Norman Podhoretz will have an extended essay in the next issue of Commentary explaining why the United States (or Israel) should take military action against Iran's nuclear power (read: weapon) industry. The whole thing is worth a read, and is not merely a reiteration of Podhoretz's earlier opus on why the US should, in the words of Senator McCain, "Bomb, bomb, bomb, bomb, bomb Iran."
The Monk would, however, draw your attention to three of the four footnotes to Podhoretz's essay. First, a flaw in the latest National Intelligence Estimate that The Monk cited too:
Among the principal authors of the new NIE, an editorial in the Wall Street Journal reported, were “three former State Department officials with previous reputations as ‘hyper-partisan anti-Bush officials,’ according to an intelligence source.” Even without knowing this, a careful reader of the new NIE summary could easily tell that it had been written by opponents of the military option who, moreover, were not so sure that Iran was all that dangerous.

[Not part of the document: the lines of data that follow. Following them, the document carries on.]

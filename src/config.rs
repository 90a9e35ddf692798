use color_eyre::{eyre::eyre, Result};
use serde::Deserialize;
use std::path::{Path, PathBuf};
use url::Url;

use crate::cache::FailurePolicy;

/// Default snapshot directory, relative to the working directory.
pub const DEFAULT_CACHE_DIR: &str = ".content-cache";

#[derive(Debug, Clone, Deserialize)]
pub struct Config {
  #[serde(default)]
  pub api: ApiConfig,
  /// Directory holding the prefetched JSON snapshots
  #[serde(default = "default_cache_dir")]
  pub cache_dir: PathBuf,
  /// Whether a failed load is retried on the next call
  #[serde(default)]
  pub failure_policy: FailurePolicy,
  /// Write logs to this file instead of stderr
  pub log_file: Option<PathBuf>,
}

#[derive(Debug, Clone, Default, Deserialize)]
pub struct ApiConfig {
  /// Base URL of the content API (e.g., "https://cms.example.com")
  #[serde(default, deserialize_with = "deserialize_base_url")]
  pub base_url: Option<Url>,
  /// Per-request timeout enforced by the HTTP client
  pub timeout_secs: Option<u64>,
}

fn default_cache_dir() -> PathBuf {
  PathBuf::from(DEFAULT_CACHE_DIR)
}

fn deserialize_base_url<'de, D>(deserializer: D) -> Result<Option<Url>, D::Error>
where
  D: serde::Deserializer<'de>,
{
  let raw: Option<String> = Option::deserialize(deserializer)?;
  match raw.as_deref().map(str::trim) {
    None | Some("") => Ok(None),
    Some(s) => Url::parse(s)
      .map(Some)
      .map_err(|e| serde::de::Error::custom(format!("invalid base_url '{}': {}", s, e))),
  }
}

impl Default for Config {
  fn default() -> Self {
    Config {
      api: ApiConfig::default(),
      cache_dir: default_cache_dir(),
      failure_policy: FailurePolicy::default(),
      log_file: None,
    }
  }
}

impl Config {
  /// Load configuration from file, then apply environment overrides.
  ///
  /// Search order:
  /// 1. Explicit path if provided (must exist)
  /// 2. ./folio.yaml (current directory)
  /// 3. $XDG_CONFIG_HOME/folio/config.yaml
  ///
  /// With no file found, defaults are used.
  pub fn load(explicit_path: Option<&Path>) -> Result<Self> {
    let path = if let Some(p) = explicit_path {
      if p.exists() {
        Some(p.to_path_buf())
      } else {
        return Err(eyre!("Config file not found: {}", p.display()));
      }
    } else {
      Self::find_config_file()
    };

    let config = match path {
      Some(p) => Self::load_from_path(&p)?,
      None => Config::default(),
    };

    config.with_env_overrides()
  }

  fn find_config_file() -> Option<PathBuf> {
    // Check current directory
    let local = PathBuf::from("folio.yaml");
    if local.exists() {
      return Some(local);
    }

    // Check XDG config directory
    if let Some(config_dir) = dirs::config_dir() {
      let xdg_path = config_dir.join("folio").join("config.yaml");
      if xdg_path.exists() {
        return Some(xdg_path);
      }
    }

    None
  }

  fn load_from_path(path: &Path) -> Result<Self> {
    let contents = std::fs::read_to_string(path)
      .map_err(|e| eyre!("Failed to read config file {}: {}", path.display(), e))?;

    Self::from_yaml(&contents)
      .map_err(|e| eyre!("Failed to parse config file {}: {}", path.display(), e))
  }

  pub fn from_yaml(contents: &str) -> Result<Self> {
    // An empty file is a valid, all-defaults config
    if contents.trim().is_empty() {
      return Ok(Config::default());
    }
    Ok(serde_yaml::from_str(contents)?)
  }

  fn with_env_overrides(mut self) -> Result<Self> {
    if let Some(raw) = Self::env_base_url() {
      self.api.base_url = Some(parse_base_url(&raw)?);
    }
    Ok(self)
  }

  /// Get the API base URL from environment variables.
  ///
  /// Checks FOLIO_API_BASE_URL first, then BLOG_API_BASE_URL as fallback.
  pub fn env_base_url() -> Option<String> {
    ["FOLIO_API_BASE_URL", "BLOG_API_BASE_URL"]
      .iter()
      .filter_map(|name| std::env::var(name).ok())
      .find(|value| !value.trim().is_empty())
  }
}

/// Parse a base URL given on the command line or in the environment.
pub fn parse_base_url(raw: &str) -> Result<Url> {
  Url::parse(raw.trim()).map_err(|e| eyre!("Invalid API base URL '{}': {}", raw, e))
}
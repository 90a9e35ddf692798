//! Generic caching layer for upstream content.
//!
//! This module provides a content-agnostic caching mechanism that:
//! - Memoizes one normalized value per key for the life of the cache
//! - Prefers a pre-populated on-disk snapshot over a network call
//! - Shares a single in-flight load between concurrent callers
//! - Hands out owned copies so callers never observe each other's edits

mod layer;
mod storage;
mod traits;

pub use layer::CacheLayer;
pub use storage::{read_snapshot, CacheStorage, DiskStorage, NoopStorage};
pub use traits::{CacheKey, CacheResult, CacheSource, Cacheable, DiskRead, FailurePolicy};
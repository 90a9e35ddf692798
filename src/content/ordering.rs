//! Listing order for each content type.
//!
//! Orderers copy their input and use a stable sort, so equal items keep
//! their upstream order and the caller's slice is untouched.

use slug::slugify;
use std::cmp::Ordering;

use super::types::{PortfolioProject, Post, Service};

/// Newest first.
pub fn sort_posts_by_published_date(posts: &[Post]) -> Vec<Post> {
  let mut sorted = posts.to_vec();
  sorted.sort_by(|a, b| b.published_at.cmp(&a.published_at));
  sorted
}

/// Featured first, then ascending sort order, then newest first.
pub fn sort_projects_for_listing(projects: &[PortfolioProject]) -> Vec<PortfolioProject> {
  let mut sorted = projects.to_vec();
  sorted.sort_by(|a, b| {
    featured_first(a.is_featured, b.is_featured)
      .then(a.sort_order.cmp(&b.sort_order))
      .then_with(|| b.published_at.cmp(&a.published_at))
  });
  sorted
}

/// Featured first, then ascending sort order, then by title.
pub fn sort_services(services: &[Service]) -> Vec<Service> {
  let mut sorted = services.to_vec();
  sorted.sort_by(|a, b| {
    featured_first(a.is_featured, b.is_featured)
      .then(a.sort_order.cmp(&b.sort_order))
      .then_with(|| compare_titles(&a.title, &b.title))
  });
  sorted
}

fn featured_first(a: bool, b: bool) -> Ordering {
  b.cmp(&a)
}

/// Title order close to a root-locale collation.
///
/// Base letters decide first (accents, case and punctuation ignored), then
/// unaccented before accented, then lowercase before uppercase.
pub fn compare_titles(a: &str, b: &str) -> Ordering {
  slugify(a)
    .cmp(&slugify(b))
    .then_with(|| a.to_lowercase().cmp(&b.to_lowercase()))
    .then_with(|| a.chars().map(swap_case).cmp(b.chars().map(swap_case)))
}

fn swap_case(c: char) -> char {
  if c.is_uppercase() {
    c.to_lowercase().next().unwrap_or(c)
  } else {
    c.to_uppercase().next().unwrap_or(c)
  }
}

Second, this fact is clear to anyone who is not predisposed toward excusing the Iranian government -- Iran uses negotiations with the West and/or the UN to distract attention from its nuclear weapons program:
. . . negotiation was merely a tactic used by Iran to buy time . . . As we learn from [Jeffrey T.] Richelson [author of Spying on the Bomb]: “Iranian nuclear negotiator Hassan Rouhani told his nation’s Supreme Cultural Revolution Council in September 2005 that Iran, in dealing with the IAEA, had agreed to suspend activities only in areas where it was not experiencing technical problems, and that the Isfahan uranium-conversion facility was completed while negotiating with the [European Union]. Rouhan informed the council that ‘while we were talking with the Europeans in Tehran, we were installing equipment in parts of the facility. . . . [B]y creating a calm environment, we were able to complete the work.’”
Third, the disastrous fallout from the NIE:
A typically conspiratorial . . . view, circulating through the Middle East, holds that Bush actually arranged for the new NIE, as a cover for capitulating to Iran. Evidently acting on this interpretation, the Sunni regimes (including Saudi Arabia and Egypt) that were expected by Condoleezza Rice to form a coalition against Shiite Iran once the U.S. got the “peace process” going between Israel and the Palestinians (hence the meeting she arranged at Annapolis) have instead been scrambling in various ways to come to terms with Tehran. As Gerald Steinberg of the Jerusalem Center for Public Affairs pointed out: “Within two weeks following publication of the NIE report, . . . Egypt moved to improve relations with Iran.” What was even more extraordinary, “Saudi Arabia welcomed Iranian President Ahmadinejad to Mecca.” The effects of the NIE were also manifest in China, which “signed a major contract on energy development and supply with Iran,” as well as in Russia, which, after stalling on a long-promised delivery, “quickly dispatched two shipments of nuclear fuel for the Bushehr nuclear reactor.”
Ultimately, without some military intervention, Bush's foreign policy will be a complete failure because he will have allowed Iran to obtain nuclear weapons capability despite eight years to stop Iran from obtaining the Bomb.